[Collected data entries]
******
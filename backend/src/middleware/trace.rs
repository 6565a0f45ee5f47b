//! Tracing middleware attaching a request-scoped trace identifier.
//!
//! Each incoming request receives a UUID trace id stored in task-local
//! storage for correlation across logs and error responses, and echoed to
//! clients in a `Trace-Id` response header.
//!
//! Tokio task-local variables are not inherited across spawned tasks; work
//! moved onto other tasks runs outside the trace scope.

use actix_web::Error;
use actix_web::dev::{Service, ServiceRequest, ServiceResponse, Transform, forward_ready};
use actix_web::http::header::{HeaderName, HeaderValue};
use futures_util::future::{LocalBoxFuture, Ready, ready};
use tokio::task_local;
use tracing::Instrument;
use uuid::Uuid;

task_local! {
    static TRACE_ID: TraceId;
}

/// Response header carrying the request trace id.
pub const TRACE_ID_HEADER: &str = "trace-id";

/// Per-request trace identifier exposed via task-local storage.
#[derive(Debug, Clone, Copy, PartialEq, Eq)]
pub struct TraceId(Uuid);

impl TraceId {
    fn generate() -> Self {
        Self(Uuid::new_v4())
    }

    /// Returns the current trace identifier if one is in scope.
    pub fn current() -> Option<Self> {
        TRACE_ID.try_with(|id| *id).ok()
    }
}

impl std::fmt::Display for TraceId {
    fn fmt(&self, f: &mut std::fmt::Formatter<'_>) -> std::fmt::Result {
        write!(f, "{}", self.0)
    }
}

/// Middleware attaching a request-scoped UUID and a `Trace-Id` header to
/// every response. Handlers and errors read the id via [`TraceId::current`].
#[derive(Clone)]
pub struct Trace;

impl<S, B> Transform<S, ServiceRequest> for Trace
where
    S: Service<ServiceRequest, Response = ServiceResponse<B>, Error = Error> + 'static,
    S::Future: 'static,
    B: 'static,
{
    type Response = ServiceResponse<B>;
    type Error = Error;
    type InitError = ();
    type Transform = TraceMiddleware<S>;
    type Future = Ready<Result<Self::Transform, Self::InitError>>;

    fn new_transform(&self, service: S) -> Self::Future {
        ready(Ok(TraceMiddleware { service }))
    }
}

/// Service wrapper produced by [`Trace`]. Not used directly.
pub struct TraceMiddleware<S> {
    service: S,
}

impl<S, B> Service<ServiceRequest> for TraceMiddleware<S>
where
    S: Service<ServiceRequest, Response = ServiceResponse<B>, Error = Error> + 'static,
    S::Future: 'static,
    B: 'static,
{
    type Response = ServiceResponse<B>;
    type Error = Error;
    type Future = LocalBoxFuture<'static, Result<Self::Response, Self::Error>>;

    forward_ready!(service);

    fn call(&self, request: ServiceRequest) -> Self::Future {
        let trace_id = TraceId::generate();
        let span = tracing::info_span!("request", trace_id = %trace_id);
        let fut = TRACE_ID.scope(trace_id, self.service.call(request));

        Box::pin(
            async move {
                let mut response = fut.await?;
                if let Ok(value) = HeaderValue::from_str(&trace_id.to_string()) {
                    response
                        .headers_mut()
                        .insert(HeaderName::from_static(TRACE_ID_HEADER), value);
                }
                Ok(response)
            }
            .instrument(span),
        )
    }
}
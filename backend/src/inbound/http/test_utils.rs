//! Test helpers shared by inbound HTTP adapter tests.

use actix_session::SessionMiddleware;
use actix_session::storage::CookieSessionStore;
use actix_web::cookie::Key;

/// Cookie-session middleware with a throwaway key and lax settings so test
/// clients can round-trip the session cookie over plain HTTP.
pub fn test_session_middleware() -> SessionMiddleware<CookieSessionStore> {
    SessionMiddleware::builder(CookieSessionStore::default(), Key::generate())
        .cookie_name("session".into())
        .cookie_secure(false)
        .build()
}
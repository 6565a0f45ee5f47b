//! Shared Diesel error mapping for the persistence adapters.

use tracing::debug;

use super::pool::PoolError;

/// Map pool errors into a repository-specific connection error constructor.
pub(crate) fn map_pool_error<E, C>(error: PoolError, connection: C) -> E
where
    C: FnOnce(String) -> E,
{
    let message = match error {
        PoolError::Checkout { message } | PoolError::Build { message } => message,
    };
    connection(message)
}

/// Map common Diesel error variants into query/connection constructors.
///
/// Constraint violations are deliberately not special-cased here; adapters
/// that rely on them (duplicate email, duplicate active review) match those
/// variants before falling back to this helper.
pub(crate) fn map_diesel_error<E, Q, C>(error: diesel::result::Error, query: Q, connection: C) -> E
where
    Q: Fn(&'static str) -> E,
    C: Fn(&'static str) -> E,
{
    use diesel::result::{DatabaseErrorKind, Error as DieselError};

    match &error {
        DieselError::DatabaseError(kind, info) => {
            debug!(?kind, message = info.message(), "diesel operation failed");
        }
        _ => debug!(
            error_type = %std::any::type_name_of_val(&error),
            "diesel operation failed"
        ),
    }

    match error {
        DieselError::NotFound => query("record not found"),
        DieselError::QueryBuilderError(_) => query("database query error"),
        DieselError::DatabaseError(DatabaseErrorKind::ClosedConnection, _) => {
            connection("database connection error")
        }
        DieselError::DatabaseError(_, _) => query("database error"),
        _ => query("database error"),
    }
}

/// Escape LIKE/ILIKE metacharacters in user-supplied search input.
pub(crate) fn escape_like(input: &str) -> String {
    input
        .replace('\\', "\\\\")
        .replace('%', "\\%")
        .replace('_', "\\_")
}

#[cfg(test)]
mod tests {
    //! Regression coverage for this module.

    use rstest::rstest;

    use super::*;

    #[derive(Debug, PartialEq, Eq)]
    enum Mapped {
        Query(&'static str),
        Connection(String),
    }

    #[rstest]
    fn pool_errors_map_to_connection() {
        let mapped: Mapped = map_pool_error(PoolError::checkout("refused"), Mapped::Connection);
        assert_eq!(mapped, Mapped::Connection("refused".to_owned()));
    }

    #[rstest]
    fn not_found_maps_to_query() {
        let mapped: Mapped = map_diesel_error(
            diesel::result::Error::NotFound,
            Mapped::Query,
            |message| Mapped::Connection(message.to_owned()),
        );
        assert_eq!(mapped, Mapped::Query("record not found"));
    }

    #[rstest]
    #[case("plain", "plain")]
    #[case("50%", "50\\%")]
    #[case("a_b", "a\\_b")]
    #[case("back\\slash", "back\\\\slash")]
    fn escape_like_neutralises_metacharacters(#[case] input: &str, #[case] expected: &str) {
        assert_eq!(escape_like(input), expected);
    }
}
******
The entries above should be repeated exactly, every one of them.

[Response]
filename backend/src/middleware/trace.rs
repository 6565a0f45ee5f47b
//! Tracing middleware attaching a request-scoped trace identifier.
//!
//! Each incoming request receives a UUID trace id stored in task-local
//! storage for correlation across logs and error responses, and echoed to
//! clients in a `Trace-Id` response header.
//!
//! Tokio task-local variables are not inherited across spawned tasks; work
//! moved onto other tasks runs outside the trace scope.

use actix_web::Error;
use actix_web::dev::{Service, ServiceRequest, ServiceResponse, Transform, forward_ready};
use actix_web::http::header::{HeaderName, HeaderValue};
use futures_util::future::{LocalBoxFuture, Ready, ready};
use tokio::task_local;
use tracing::Instrument;
use uuid::Uuid;

task_local! {
    static TRACE_ID: TraceId;
}

/// Response header carrying the request trace id.
pub const TRACE_ID_HEADER: &str = "trace-id";

/// Per-request trace identifier exposed via task-local storage.
#[derive(Debug, Clone, Copy, PartialEq, Eq)]
pub struct TraceId(Uuid);

impl TraceId {
    fn generate() -> Self {
        Self(Uuid::new_v4())
    }

    /// Returns the current trace identifier if one is in scope.
    pub fn current() -> Option<Self> {
        TRACE_ID.try_with(|id| *id).ok()
    }
}

impl std::fmt::Display for TraceId {
    fn fmt(&self, f: &mut std::fmt::Formatter<'_>) -> std::fmt::Result {
        write!(f, "{}", self.0)
    }
}

/// Middleware attaching a request-scoped UUID and a `Trace-Id` header to
/// every response. Handlers and errors read the id via [`TraceId::current`].
#[derive(Clone)]
pub struct Trace;

impl<S, B> Transform<S, ServiceRequest> for Trace
where
    S: Service<ServiceRequest, Response = ServiceResponse<B>, Error = Error> + 'static,
    S::Future: 'static,
    B: 'static,
{
    type Response = ServiceResponse<B>;
    type Error = Error;
    type InitError = ();
    type Transform = TraceMiddleware<S>;
    type Future = Ready<Result<Self::Transform, Self::InitError>>;

    fn new_transform(&self, service: S) -> Self::Future {
        ready(Ok(TraceMiddleware { service }))
    }
}

/// Service wrapper produced by [`Trace`]. Not used directly.
pub struct TraceMiddleware<S> {
    service: S,
}

impl<S, B> Service<ServiceRequest> for TraceMiddleware<S>
where
    S: Service<ServiceRequest, Response = ServiceResponse<B>, Error = Error> + 'static,
    S::Future: 'static,
    B: 'static,
{
    type Response = ServiceResponse<B>;
    type Error = Error;
    type Future = LocalBoxFuture<'static, Result<Self::Response, Self::Error>>;

    forward_ready!(service);

    fn call(&self, request: ServiceRequest) -> Self::Future {
        let trace_id = TraceId::generate();
        let span = tracing::info_span!("request", trace_id = %trace_id);
        let fut = TRACE_ID.scope(trace_id, self.service.call(request));

        Box::pin(
            async move {
                let mut response = fut.await?;
                if let Ok(value) = HeaderValue::from_str(&trace_id.to_string()) {
                    response
                        .headers_mut()
                        .insert(HeaderName::from_static(TRACE_ID_HEADER), value);
                }
                Ok(response)
            }
            .instrument(span),
        )
    }
}
filename backend/src/inbound/http/test_utils.rs
//! Test helpers shared by inbound HTTP adapter tests.

use actix_session::SessionMiddleware;
use actix_session::storage::CookieSessionStore;
use actix_web::cookie::Key;

/// Cookie-session middleware with a throwaway key and lax settings so test
/// clients can round-trip the session cookie over plain HTTP.
pub fn test_session_middleware() -> SessionMiddleware<CookieSessionStore> {
    SessionMiddleware::builder(CookieSessionStore::default(), Key::generate())
        .cookie_name("session".into())
        .cookie_secure(false)
        .build()
}
repository 6565a0f45ee5f47b
//! Shared Diesel error mapping for the persistence adapters.

use tracing::debug;

use super::pool::PoolError;

/// Map pool errors into a repository-specific connection error constructor.
pub(crate) fn map_pool_error<E, C>(error: PoolError, connection: C) -> E
where
    C: FnOnce(String) -> E,
{
    let message = match error {
        PoolError::Checkout { message } | PoolError::Build { message } => message,
    };
    connection(message)
}

/// Map common Diesel error variants into query/connection constructors.
///
/// Constraint violations are deliberately not special-cased here; adapters
/// that rely on them (duplicate email, duplicate active review) match those
/// variants before falling back to this helper.
pub(crate) fn map_diesel_error<E, Q, C>(error: diesel::result::Error, query: Q, connection: C) -> E
where
    Q: Fn(&'static str) -> E,
    C: Fn(&'static str) -> E,
{
    use diesel::result::{DatabaseErrorKind, Error as DieselError};

    match &error {
        DieselError::DatabaseError(kind, info) => {
            debug!(?kind, message = info.message(), "diesel operation failed");
        }
        _ => debug!(
            error_type = %std::any::type_name_of_val(&error),
            "diesel operation failed"
        ),
    }

    match error {
        DieselError::NotFound => query("record not found"),
        DieselError::QueryBuilderError(_) => query("database query error"),
        DieselError::DatabaseError(DatabaseErrorKind::ClosedConnection, _) => {
            connection("database connection error")
        }
        DieselError::DatabaseError(_, _) => query("database error"),
        _ => query("database error"),
    }
}

/// Escape LIKE/ILIKE metacharacters in user-supplied search input.
pub(crate) fn escape_like(input: &str) -> String {
    input
        .replace('\\', "\\\\")
        .replace('%', "\\%")
        .replace('_', "\\_")
}

#[cfg(test)]
mod tests {
    //! Regression coverage for this module.

    use rstest::rstest;

    use super::*;

    #[derive(Debug, PartialEq, Eq)]
    enum Mapped {
        Query(&'static str),
        Connection(String),
    }

    #[rstest]
    fn pool_errors_map_to_connection() {
        let mapped: Mapped = map_pool_error(PoolError::checkout("refused"), Mapped::Connection);
        assert_eq!(mapped, Mapped::Connection("refused".to_owned()));
    }

    #[rstest]
    fn not_found_maps_to_query() {
        let mapped: Mapped = map_diesel_error(
            diesel::result::Error::NotFound,
            Mapped::Query,
            |message| Mapped::Connection(message.to_owned()),
        );
        assert_eq!(mapped, Mapped::Query("record not found"));
    }

    #[rstest]
    #[case("plain", "plain")]
    #[case("50%", "50\\%")]
    #[case("a_b", "a\\_b")]
    #[case("back\\slash", "back\\\\slash")]
    fn escape_like_neutralises_metacharacters(#[case] input: &str, #[case] expected: &str) {
        assert_eq!(escape_like(input), expected);
    }
}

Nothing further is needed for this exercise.